I can't think of an activist who isn't familiar with overload, burnout, compassion fatigue and despair. And as pattrice jones writes in Aftershock these are matters not to be ignored. We're supposed to do what heals us so we can fight another day. And so that's what I've been doing for a whole summer's worth of days. I took an unplanned sabbatical that began with the routine opening of my email to click through the roll-call of victims. As had happened everyday for years, the sorrow for them was the first thing I put on in the morning. But this particular morning something inside me pleaded for a reprieve from the stories of abused cows, tortured pigs, slaughtered whales, imprisoned bears, and horribly treated birds. These stories piled on top of another so much that it began to smother me... I had forgotten what made me happy. What made me have hope... I could be of no use to myself or any cause in such a state... And so that's how my long disappearance from the web began.
I have much catching up to do not only on my own blog but others as well. I appreciate the efforts some have made in contacting me to ask "is everything ok?". In the near future I intend to answer those queries either personally or here - If anyone is reading still. (?)
For just this day as an ice-breaker, I want to recap an observation I made while embarking on this self-prescribed hiatus from the virtual world. Because so much of my activism was on-line I had to remember (if possible), how to communicate with this "real world". No - Better still, I had to discover what was "real" in the world and what was real in me.
Through blog posts, stories, campaigns, petitions, memes and so on, the virtual world is the headquarters for animal related information. And so this cyber-world set the tone of my mood everyday for years... For me the question became what is the "real world"? Could I still "fit in"? Could I "pass" as someone unaware and/or uncaring? What is it they do that gets them by? These are the people I'm supposed to influence and persuade... But I had forgotten who they are in the "real world". Forgive me for the use of the generic pronouns "they" and "them" as I have no choice because of the divide from what I've come to know as "us" or "we", or "me" who are cognizant and concerned.
And so I refrained from the news of the massacre. I thought for sure this was a good way to re-experience the "real world". Their "RW".
I initially set out for a two week experiment that turned into a months long examination. I changed my routines so I'd have a chance to interact more with the neighbors I knew and those I'd yet to meet. I deliberately began my day "untainted" by animal troubles and the tolls in the "virtual world".

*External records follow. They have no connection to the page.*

//! Verification worker pool.
//!
//! Each worker keeps its own failure lists and hands them back through its
//! join handle, so a pass's results only exist once its workers are done.

use std::sync::Arc;

use futures::future::join_all;
use log::{debug, error};
use tokio::sync::{mpsc, Mutex};
use tokio::task::JoinHandle;

use crate::check::Verify;
use crate::domain::DomainTarget;

/// Failures collected during one verification pass.
#[derive(Debug, Default)]
pub(crate) struct PassFailures {
    /// Names that reached verification without an address
    pub dns: Vec<String>,
    /// Targets whose HTTP check failed
    pub http: Vec<DomainTarget>,
}

impl PassFailures {
    fn absorb(&mut self, other: PassFailures) {
        self.dns.extend(other.dns);
        self.http.extend(other.http);
    }
}

/// Spawns `workers` verification workers over `source`.
pub(crate) fn spawn_verification_pool(
    checker: Arc<dyn Verify>,
    source: Arc<Mutex<mpsc::Receiver<DomainTarget>>>,
    workers: usize,
) -> Vec<JoinHandle<PassFailures>> {
    (0..workers)
        .map(|id| {
            let checker = Arc::clone(&checker);
            let source = Arc::clone(&source);
            tokio::spawn(verification_worker(id, checker, source))
        })
        .collect()
}

async fn verification_worker(
    id: usize,
    checker: Arc<dyn Verify>,
    source: Arc<Mutex<mpsc::Receiver<DomainTarget>>>,
) -> PassFailures {
    let mut failures = PassFailures::default();
    loop {
        let next = source.lock().await.recv().await;
        let Some(mut target) = next else {
            break;
        };

        if !target.is_resolved() {
            debug!(
                "{} classified as DNS failure ({})",
                target.name,
                target.resolution_error.as_deref().unwrap_or("unknown reason")
            );
            failures.dns.push(target.name);
            continue;
        }

        match checker.verify(&mut target).await {
            Ok(()) => debug!("{} passed", target.name),
            Err(e) => {
                debug!("{} failed HTTP check: {}", target.name, e);
                failures.http.push(target);
            }
        }
    }
    debug!("Verification worker {} finished", id);
    failures
}

/// Waits for every worker of a pass and merges their failures.
///
/// A worker that panicked is logged; whatever it had collected is lost.
pub(crate) async fn join_verification_pool(
    handles: Vec<JoinHandle<PassFailures>>,
) -> PassFailures {
    let mut merged = PassFailures::default();
    for result in join_all(handles).await {
        match result {
            Ok(failures) => merged.absorb(failures),
            Err(e) => error!("Verification worker terminated abnormally: {}", e),
        }
    }
    merged
}
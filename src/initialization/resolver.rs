//! DNS resolver initialization.
//!
//! Servers come either from an explicit list or from a resolv.conf-style file.
//! Any entry that cannot be used is a hard error; the resolver never starts
//! with a partial or empty server list.

use std::io;
use std::net::{IpAddr, SocketAddr};
use std::path::Path;
use std::sync::Arc;
use std::time::Duration;

use log::debug;

use crate::config::{Config, DNS_PORT};
use crate::dns::{DnsResolver, ResolverConfig};
use crate::error_handling::InitializationError;

/// Initializes the shared DNS resolver from `config`.
///
/// `resolv_conf` wins over `dns_servers` when both are set. The retry budget
/// is two per server.
///
/// # Errors
///
/// Returns an `InitializationError` if the file is missing or unparseable,
/// if a server entry is malformed or does not resolve, or if no servers remain.
pub async fn init_resolver(config: &Config) -> Result<Arc<DnsResolver>, InitializationError> {
    let servers = match &config.resolv_conf {
        Some(path) => read_resolv_conf(path)?,
        None => parse_server_list(&config.dns_servers).await?,
    };
    debug!("Using DNS servers: {:?}", servers);

    let resolver_config = ResolverConfig::new(servers)?
        .with_attempt_timeout(Duration::from_secs(config.dns_timeout_seconds));
    Ok(Arc::new(DnsResolver::new(resolver_config)))
}

/// Turns `host`, `host:port`, `ip` or `ip:port` entries into socket addresses.
///
/// Bare entries get port 53. Hostnames are looked up once, here, through the
/// system resolver.
pub async fn parse_server_list<S: AsRef<str>>(
    servers: &[S],
) -> Result<Vec<SocketAddr>, InitializationError> {
    let mut parsed = Vec::with_capacity(servers.len());
    for server in servers {
        parsed.push(parse_server(server.as_ref()).await?);
    }
    if parsed.is_empty() {
        return Err(InitializationError::NoDnsServersError);
    }
    Ok(parsed)
}

async fn parse_server(server: &str) -> Result<SocketAddr, InitializationError> {
    let invalid = |reason: &str| InitializationError::DnsServerError {
        server: server.to_string(),
        reason: reason.to_string(),
    };

    if server.is_empty() {
        return Err(invalid("empty entry"));
    }
    if let Ok(addr) = server.parse::<SocketAddr>() {
        return Ok(addr);
    }
    if let Ok(ip) = server.parse::<IpAddr>() {
        return Ok(SocketAddr::new(ip, DNS_PORT));
    }

    let (host, port) = match server.rsplit_once(':') {
        Some((host, port)) => (
            host,
            port.parse::<u16>().map_err(|_| invalid("invalid port"))?,
        ),
        None => (server, DNS_PORT),
    };
    if host.is_empty() || host.contains(char::is_whitespace) {
        return Err(invalid("invalid host"));
    }

    let mut addrs = tokio::net::lookup_host((host, port))
        .await
        .map_err(|e| invalid(&e.to_string()))?;
    addrs.next().ok_or_else(|| invalid("host has no addresses"))
}

/// Reads the `nameserver` entries of a resolv.conf-style file.
///
/// # Errors
///
/// - `ResolvConfMissingError` if the path does not exist
/// - `ResolvConfError` if it cannot be read or parsed
/// - `NoDnsServersError` if it lists no nameservers
pub fn read_resolv_conf(path: &Path) -> Result<Vec<SocketAddr>, InitializationError> {
    if !path.exists() {
        return Err(InitializationError::ResolvConfMissingError(path.to_path_buf()));
    }
    let data = std::fs::read(path).map_err(|source| InitializationError::ResolvConfError {
        path: path.to_path_buf(),
        source,
    })?;
    let (resolver_config, _) = hickory_resolver::system_conf::parse_resolv_conf(&data)
        .map_err(|e| InitializationError::ResolvConfError {
            path: path.to_path_buf(),
            source: io::Error::new(io::ErrorKind::InvalidData, e.to_string()),
        })?;

    // Each nameserver is listed once per protocol; keep one entry per address.
    let mut servers: Vec<SocketAddr> = Vec::new();
    for name_server in resolver_config.name_servers() {
        if !servers.contains(&name_server.socket_addr) {
            servers.push(name_server.socket_addr);
        }
    }
    if servers.is_empty() {
        return Err(InitializationError::NoDnsServersError);
    }
    Ok(servers)
}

Conversations of weather and flowers became the norm. It was just small talk that I didn't and wouldn't search for opportunities to interject one of the three pillars of veganism into. There were no stories of health improvements due to a vegetable diet... No remarks about how the environment could improve by eating animal-free, and certainly no stories of the millions of lives taken during our short conversations... Just pleasantries. Just their "real world".
This is what I saw in my 100+ days of the "RW": They walk about isolated and blissful. All forms of nonhuman exploitation is totally devoid from their sphere of knowing. I never brought up the subject of the unseen blood-baths and neither did they. Not once. Ever. Even those who knew me... Those who I had prior conversations with - Neither "friends", family or strangers ever brought up the topic of the animal slaves and murders. Never once.
Yet the leather shoes are real. The toiletries and chemicals tested on animals are real. The cellophane-wrapped blood-products are real. So where was the evidence of all these real victims in the "real" world? Invisible. That's the "magic" of the RW. The fast food jingles reinforce the ruse. The bombardments of ads and commercialization let them hide from who was bound, stabbed, blinded, used-and-done for these consumables.
I didn't really need four months to figure this out... But I'll admit the allure of their inside-out, up-side-down "RW" is intoxicating. The fantasy of forgetting. Or not knowing -at all, is hypnotic. It's a privilege of pretense we are all born into. It's where silence is an armor and blindness a gift. As schemed, I never shattered their illusions. I thought for certain something, some incident, some truth would slip out on it's own. But it never did. Not once.
And so everything in their RW was exactly as I remembered from years ago: Sheltered and in dumb denial, this works great for them. The unspoken pact to remain quiet keeps everyone content. It's the perfect tonic of not knowing. If you want to escape the facts that millions of our fellow beings are trapped, seized, raped, caged, shot, and eviscerated everyday, every second - Then the "real world" offers that script! :/
This different RW perspective taught me many things, at least how to bite my lip and still smile... But more importantly it's convinced me that if not "me", "we" and "us" to tell "them" of what's missing - Of what's been corrupted --- Then who? And when?
I did a lot of thinking in the last few months... I untangled lots of knots and took mental notes of the process. I'm eager to escape back to the "virtual-world" to tell of them.